Every nation has a list of the fall and rise of both good and bad leaders who come and go.
Why should leaders serve until they grow weary without planning for succession as if they shall be recycled?
Even if you’re excellently flourishing with development, that organization will inevitably undergo a transition with or without you. Not preparing a successor is not only leadership short-sightedness but also self-centeredness. Responsible functional leaders develop and manage others to replace them.
I have seen both secular and sacred (faith) organizations here locally and internationally thrive and at the demise of the leader, they too die. Such organizations are built on personality and not on structures and principles.
Many shun talking about succession in fear of a connotation of preceding death. They incorrectly think if one asks for your successor, one envisions your exit, above all, death. Not talking about it is not guarantee that you won’t have a successor. Succession is both a divine and human responsibility as seen in scripture. Joshua was trained by Moses but he did not prepare any successor and after him, arose a generation that did not know God and did all evil (Judges 2:10, 11). Is that the transition you would like to have?
Every leader should desire that the organization they have outlives them. Organizations can prepare for a transition in different events:
While staff is on leave, for job promotion, for a new job, on emergency or demise of leader.
The Bible has an endless list of characters who had successful leadership transition like Moses to Joshua, Samuel to David, Elijah to Elisha, Jesus to disciples and Paul to Timothy among others.
Succession plan begins by:
Identifying leadership qualities from potential leaders.
Preparing potential leaders
Sharing tasks with those leaders
Assessing the leaders and commissioning them. All these should be presided over by the incumbent leadership whether at family, church or national level.
Lack of succession plan among leaders makes some leaders think either their spouse, son or immediate family member can be their successor. It is mainly rooted from fear to lose authority and self-centeredness.
How then did the biblical leaders prepare for succession?
First, they surrounded themselves with apprentices (disciples) and poured out their life to them. They recognized the potential leaders and prepared them in the model; I do, you watch, I do you do, you do I watch. Jesus prepared his disciples thereafter called Apostles for three years.
They discerned potential leaders and developed them. Moses had many followers but Joshua succeeded him.
Joshua was with Moses from the very beginning; from Egypt, through the sea, the giving of Laws, leading a team, then witnessing the death of Moses (Deut.34). Discerning one’s heart and ability to further the ministry is very important.
They shared leadership. Moses delegated duties after Jethro’s counsel (Exod. 18:18, 19), sent Joshua on mission as spy (Numb. 13) as apprentice. Jesus sent disciples, they came back with mission report for assessment by their master and waited for further deployment.

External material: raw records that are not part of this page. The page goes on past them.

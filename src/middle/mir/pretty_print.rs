use std::fmt::Write;

use itertools::Itertools;

use super::{Block, CallKind, Function, Instruction, InstructionArena, Module, Program, Value};
use crate::middle::type_checking::TypeEnvironment;

impl core::fmt::Display for Value {
    fn fmt(&self, f: &mut std::fmt::Formatter<'_>) -> std::fmt::Result {
        match self {
            Value::Nop => write!(f, "nop"),
            Value::Unit => write!(f, "unit"),
            Value::Bool(value) => write!(f, "bool {value}"),
            Value::Int(value) => write!(f, "int {value}"),
            Value::Float(value) => write!(f, "float {value:.6}"),
            Value::String(value) => write!(f, "string {value:?}"),
            Value::Unary { operator, operand } => write!(f, "unary {operator} {operand}"),
            Value::Binary { operator, lhs, rhs } => write!(f, "binary {operator} {lhs} {rhs}"),
            Value::Ref(name) => write!(f, "ref {name}"),
            Value::XRef(name) => write!(f, "xref {name}"),
            Value::If { condition, .. } => write!(f, "if {condition}"),
            Value::Fun(Function {
                parameters,
                is_recursive,
                ..
            }) => {
                let rec = if *is_recursive { "rec" } else { "" };
                write!(f, "{rec}fun {}", parameters.iter().join(","))
            }
            Value::App {
                callee,
                arguments,
                kind,
            } => {
                let kind = match kind {
                    CallKind::Direct => "",
                    CallKind::Closure => "cls",
                    CallKind::External => "x",
                };
                write!(f, "app{kind} {callee} {}", arguments.iter().join(","))
            }
            Value::Tuple(elements) => write!(f, "tuple {}", elements.iter().join(",")),
            Value::TupleLoad { from, index } => write!(f, "tplload {index} {from}"),
            Value::ArrayCreate { size, element } => write!(f, "array {size} {element}"),
            Value::ArrayLiteral(elements) => write!(f, "arrlit {}", elements.iter().join(",")),
            Value::ArrayLoad { array, index } => write!(f, "arrload {index} {array}"),
            Value::ArrayStore {
                array,
                index,
                value,
            } => write!(f, "arrstore {index} {array} {value}"),
            Value::ArrayLength(array) => write!(f, "arrlen {array}"),
            Value::Some(element) => write!(f, "some {element}"),
            Value::None => write!(f, "none"),
            Value::IsSome(option) => write!(f, "issome {option}"),
            Value::DerefSome(option) => write!(f, "derefsome {option}"),
            Value::MakeClosure { captures, function } => {
                write!(f, "makecls ({}) {function}", captures.iter().join(","))
            }
        }
    }
}

/// Writes blocks one instruction per line as `<ident> = <value> ; type=<T>`.
/// Child blocks follow the instruction owning them, two spaces deeper.
struct BlockPrinter<'a> {
    arena: &'a InstructionArena,
    environment: &'a TypeEnvironment,
    out: String,
}

impl<'a> BlockPrinter<'a> {
    fn new(arena: &'a InstructionArena, environment: &'a TypeEnvironment) -> Self {
        Self {
            arena,
            environment,
            out: String::new(),
        }
    }

    fn print_instruction(&mut self, ident: &str, value: &Value, indent: usize) {
        let ty = self.environment.type_of(ident);
        let _ = writeln!(
            self.out,
            "{:indent$}{ident} = {value} ; type={ty}",
            ""
        );

        for block in value.blocks() {
            self.print_block(block, indent + 2);
        }
    }

    fn print_block(&mut self, block: &Block, indent: usize) {
        let _ = writeln!(self.out, "{:indent$}BEGIN: {}", "", block.name);

        let arena = self.arena;
        for Instruction { ident, value, .. } in arena.instructions(block) {
            self.print_instruction(ident, value, indent);
        }

        let _ = writeln!(self.out, "{:indent$}END: {}", "", block.name);
    }
}

impl Module {
    pub fn dump(&self, environment: &TypeEnvironment) -> String {
        let mut printer = BlockPrinter::new(&self.arena, environment);
        printer.print_block(&self.entry, 0);
        printer.out
    }
}

impl Program {
    pub fn dump(&self, environment: &TypeEnvironment) -> String {
        let mut printer = BlockPrinter::new(&self.arena, environment);

        let _ = writeln!(printer.out, "[TOPLEVELS ({})]", self.toplevel.len());
        for (name, toplevel) in &self.toplevel {
            printer.print_instruction(name, &Value::Fun(toplevel.function.clone()), 0);
            printer.out.push('\n');
        }

        let _ = writeln!(printer.out, "[CLOSURES ({})]", self.closures.len());
        for (name, captures) in &self.closures {
            let _ = writeln!(printer.out, "{name}:\t{}", captures.iter().join(","));
        }
        printer.out.push('\n');

        printer.out.push_str("[ENTRY]\n");
        printer.print_block(&self.entry, 0);
        printer.out
    }
}
//! Middle-end of a native compiler for a small ML-family language.
//!
//! A parsed [`frontend::ast::Program`] goes through alpha renaming, type
//! inference, K-normalization into MIR, reference elimination and closure
//! conversion. The result is a [`middle::mir::Program`] whose functions are
//! all at the top level, together with the type of every name in it.

pub mod config;
pub mod error;
pub mod frontend;
pub mod index;
pub mod middle;

use config::{Config, Stage};
use error::CompileError;
use frontend::ast::Program;
use middle::{
    closure, mir,
    resolve::Resolver,
    type_checking::{self, TypeEnvironment},
};

/// Output of the middle-end, ready for code generation
#[derive(Debug)]
pub struct Compilation {
    pub environment: TypeEnvironment,
    pub program: mir::Program,
}

fn dump(config: &Config, stage: Stage, contents: impl FnOnce() -> String) {
    if config.dumps(stage) {
        eprintln!("=== {stage} ===\n{}", contents());
    }
}

/// Runs every pass of the middle-end over a program
pub fn compile(program: &Program, config: &Config) -> Result<Compilation, CompileError> {
    let resolutions = Resolver::resolve_names(program)?;
    dump(config, Stage::Resolved, || resolutions.dump());

    let mut environment = type_checking::type_check(program, &resolutions, config)?;
    dump(config, Stage::Typed, || environment.dump());

    let mut module = mir::build(program, &resolutions, &mut environment);
    mir::eliminate_references(&mut module, &mut environment);
    dump(config, Stage::Mir, || module.dump(&environment));

    let free_variables = closure::analyze_free_variables(&module);
    let program = closure::convert(module, &free_variables);
    dump(config, Stage::Closure, || program.dump(&environment));

    #[cfg(debug_assertions)]
    program.verify(&environment);

    log::info!(
        "compiled {} top-level functions, {} of them closures",
        program.toplevel.len(),
        program.closures.len()
    );

    Ok(Compilation {
        environment,
        program,
    })
}
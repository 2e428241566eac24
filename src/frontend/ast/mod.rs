//! Syntax tree handed to the middle-end by the parser
//!
//! Every node carries a [`NodeId`] which later passes use as the key for
//! their side tables (name resolutions, node types, instantiations), and a
//! [`Span`] for diagnostics.

use strum::{EnumIter, EnumString};

use super::{Span, intern::InternedSymbol};

pub mod build;
pub mod visit;

#[derive(Debug, Clone, Copy, PartialEq, Eq, PartialOrd, Ord, Hash)]
pub struct NodeId(pub u32);

/// A whole compilation unit: declarations followed by the root expression
#[derive(Debug)]
pub struct Program {
    pub type_aliases: Vec<TypeAlias>,
    pub externals: Vec<ExternalDeclaration>,
    pub body: Expression,
}

/// `type name = T`
#[derive(Debug)]
pub struct TypeAlias {
    pub id: NodeId,
    pub span: Span,
    pub name: Identifier,
    pub ty: Type,
}

/// `external name : T = "c_name"`
#[derive(Debug)]
pub struct ExternalDeclaration {
    pub id: NodeId,
    pub span: Span,
    pub name: Identifier,
    pub ty: Type,
    pub c_name: String,
}

#[derive(Debug)]
pub struct Identifier {
    pub id: NodeId,
    pub span: Span,
    pub symbol: InternedSymbol,
}

/// A name introduced by `let`, a parameter, a tuple pattern or a match arm,
/// with its optional annotation
#[derive(Debug)]
pub struct Binder {
    pub name: Identifier,
    pub ty: Option<Type>,
}

#[derive(Debug)]
pub struct Expression {
    pub id: NodeId,
    pub span: Span,
    pub kind: ExpressionKind,
}

#[derive(Debug)]
pub enum ExpressionKind {
    Unit,
    Bool(bool),
    Int(i64),
    Float(f64),
    String(String),
    Variable(Identifier),
    Unary {
        operator: UnaryOperatorKind,
        operand: Box<Expression>,
    },
    Binary {
        operator: BinaryOperatorKind,
        lhs: Box<Expression>,
        rhs: Box<Expression>,
    },
    If {
        condition: Box<Expression>,
        positive: Box<Expression>,
        negative: Box<Expression>,
    },
    /// `let x = bound in body`
    Let {
        binder: Binder,
        bound: Box<Expression>,
        body: Box<Expression>,
    },
    /// `let rec f a b = ... in body`
    LetRec {
        function: FunctionDefinition,
        body: Box<Expression>,
    },
    /// `let (a, b) = bound in body`
    LetTuple {
        binders: Vec<Binder>,
        bound: Box<Expression>,
        body: Box<Expression>,
    },
    Apply {
        callee: Box<Expression>,
        arguments: Vec<Expression>,
    },
    Tuple(Vec<Expression>),
    /// `Array.make size element`
    ArrayMake {
        size: Box<Expression>,
        element: Box<Expression>,
    },
    /// `[| a; b |]`
    ArrayLiteral(Vec<Expression>),
    /// `Array.length a`
    ArrayLength(Box<Expression>),
    /// `a.(i)`
    ArrayGet {
        array: Box<Expression>,
        index: Box<Expression>,
    },
    /// `a.(i) <- v`
    ArrayPut {
        array: Box<Expression>,
        index: Box<Expression>,
        value: Box<Expression>,
    },
    Some(Box<Expression>),
    None,
    /// `match target with Some binder -> some_arm | None -> none_arm`
    Match {
        target: Box<Expression>,
        binder: Binder,
        some_arm: Box<Expression>,
        none_arm: Box<Expression>,
    },
    /// `(child : ty)`
    Typed {
        child: Box<Expression>,
        ty: Type,
    },
}

#[derive(Debug)]
pub struct FunctionDefinition {
    pub name: Identifier,
    pub parameters: Vec<Binder>,
    pub return_type: Option<Type>,
    pub body: Box<Expression>,
}

#[derive(Debug, Clone, Copy, PartialEq, Eq)]
pub enum UnaryOperatorKind {
    Not,         // not
    Negate,      // -
    FloatNegate, // -.
}

#[derive(Debug, Clone, Copy, PartialEq, Eq)]
pub enum BinaryOperatorKind {
    Add,                  // +
    Subtract,             // -
    Multiply,             // *
    Divide,               // /
    Modulus,              // %
    FloatAdd,             // +.
    FloatSubtract,        // -.
    FloatMultiply,        // *.
    FloatDivide,          // /.
    LessThan,             // <
    LessThanOrEqualTo,    // <=
    Equals,               // =
    NotEquals,            // <>
    GreaterThan,          // >
    GreaterThanOrEqualTo, // >=
    LogicalAnd,           // &&
    LogicalOr,            // ||
}

#[derive(Debug, Clone, Copy, PartialEq, Eq)]
pub enum BinaryOperatorClass {
    IntArithmetic,
    FloatArithmetic,
    Ordering,
    Equality,
    Logical,
}

impl BinaryOperatorKind {
    pub fn class(self) -> BinaryOperatorClass {
        match self {
            Self::Add | Self::Subtract | Self::Multiply | Self::Divide | Self::Modulus => {
                BinaryOperatorClass::IntArithmetic
            }
            Self::FloatAdd | Self::FloatSubtract | Self::FloatMultiply | Self::FloatDivide => {
                BinaryOperatorClass::FloatArithmetic
            }
            Self::LessThan
            | Self::LessThanOrEqualTo
            | Self::GreaterThan
            | Self::GreaterThanOrEqualTo => BinaryOperatorClass::Ordering,
            Self::Equals | Self::NotEquals => BinaryOperatorClass::Equality,
            Self::LogicalAnd | Self::LogicalOr => BinaryOperatorClass::Logical,
        }
    }
}

impl core::fmt::Display for UnaryOperatorKind {
    fn fmt(&self, f: &mut std::fmt::Formatter<'_>) -> std::fmt::Result {
        match self {
            Self::Not => write!(f, "not"),
            Self::Negate => write!(f, "-"),
            Self::FloatNegate => write!(f, "-."),
        }
    }
}

impl core::fmt::Display for BinaryOperatorKind {
    fn fmt(&self, f: &mut std::fmt::Formatter<'_>) -> std::fmt::Result {
        let operator = match self {
            Self::Add => "+",
            Self::Subtract => "-",
            Self::Multiply => "*",
            Self::Divide => "/",
            Self::Modulus => "%",
            Self::FloatAdd => "+.",
            Self::FloatSubtract => "-.",
            Self::FloatMultiply => "*.",
            Self::FloatDivide => "/.",
            Self::LessThan => "<",
            Self::LessThanOrEqualTo => "<=",
            Self::Equals => "=",
            Self::NotEquals => "<>",
            Self::GreaterThan => ">",
            Self::GreaterThanOrEqualTo => ">=",
            Self::LogicalAnd => "&&",
            Self::LogicalOr => "||",
        };

        f.write_str(operator)
    }
}

/// A type annotation as written in the source
#[derive(Debug)]
pub struct Type {
    pub id: NodeId,
    pub span: Span,
    pub kind: TypeKind,
}

#[derive(Debug)]
pub enum TypeKind {
    /// `_`, left for inference to fill in
    Infer,
    /// A primitive name or a declared alias
    Named(Identifier),
    /// `int array`, `string option`
    Constructor {
        name: Identifier,
        arguments: Vec<Type>,
    },
    Tuple(Vec<Type>),
    Function {
        parameters: Vec<Type>,
        return_type: Box<Type>,
    },
}

/// Type names which are always in scope
#[derive(Debug, Clone, Copy, PartialEq, Eq, EnumString, EnumIter)]
#[strum(serialize_all = "snake_case")]
pub enum PrimitiveKind {
    Unit,
    Bool,
    Int,
    Float,
    String,
}

/// Built-in type constructors taking exactly one argument
#[derive(Debug, Clone, Copy, PartialEq, Eq, EnumString, EnumIter)]
#[strum(serialize_all = "snake_case")]
pub enum ConstructorKind {
    Array,
    Option,
}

Meanwhile, they continued learning as until their master left them to take on the ministry ( Luke 10:3).
They knew they were not indispensable. As a leader, you are dispensable and that organization can surely operate without you. Christ promised those who believe in him to do more than he did (Luke 14:12) and through the Holy Spirit, the disciples furthered the gospel to the ends of the world (Acts 1:8). Joshua took over from Moses and led the Israelites to the Promised Land (Deut. 34:9). In all, we see the heart of furthering the work.
Even in family setting as seen in the Old Testament, the eligible successor would be identified. In this case, the first born male would be the heir and the entire family was prepared for that transition.
Leaders should consider themselves interim and mind about their timeline in every assignment undertaken. The office you hold shall be held by another for better or for worse but you can set a trend for positive transition.
It is absolutely untrue to say there isn’t any to do what you are doing. You are not successful in leadership until you reproduce yourself. John C. Maxwell, a leadership trainer and author says, “A leader who produces other leaders multiplies their influence”. God has never called any in perfect state but he perfects his own. Make a plan to nurture leaders and see them serve along with you.
Ponder on world leaders who did well but never left any legacy, no continuation of what they did for decades.
Our nation, including the church today is at crossroads. Are you obstructing or aiding transition? How many potential leaders are you investing in? Would you like to witness the transition or is it none of your business? Prepare now or else your labor shall be compared to that of an ostrich which lays eggs, warms them in the sun, buries them in sand yet not mindful of what can crash them (Job 39:14-16)in its absence. It is total vanity (Eccl. 1:2) of all your labor.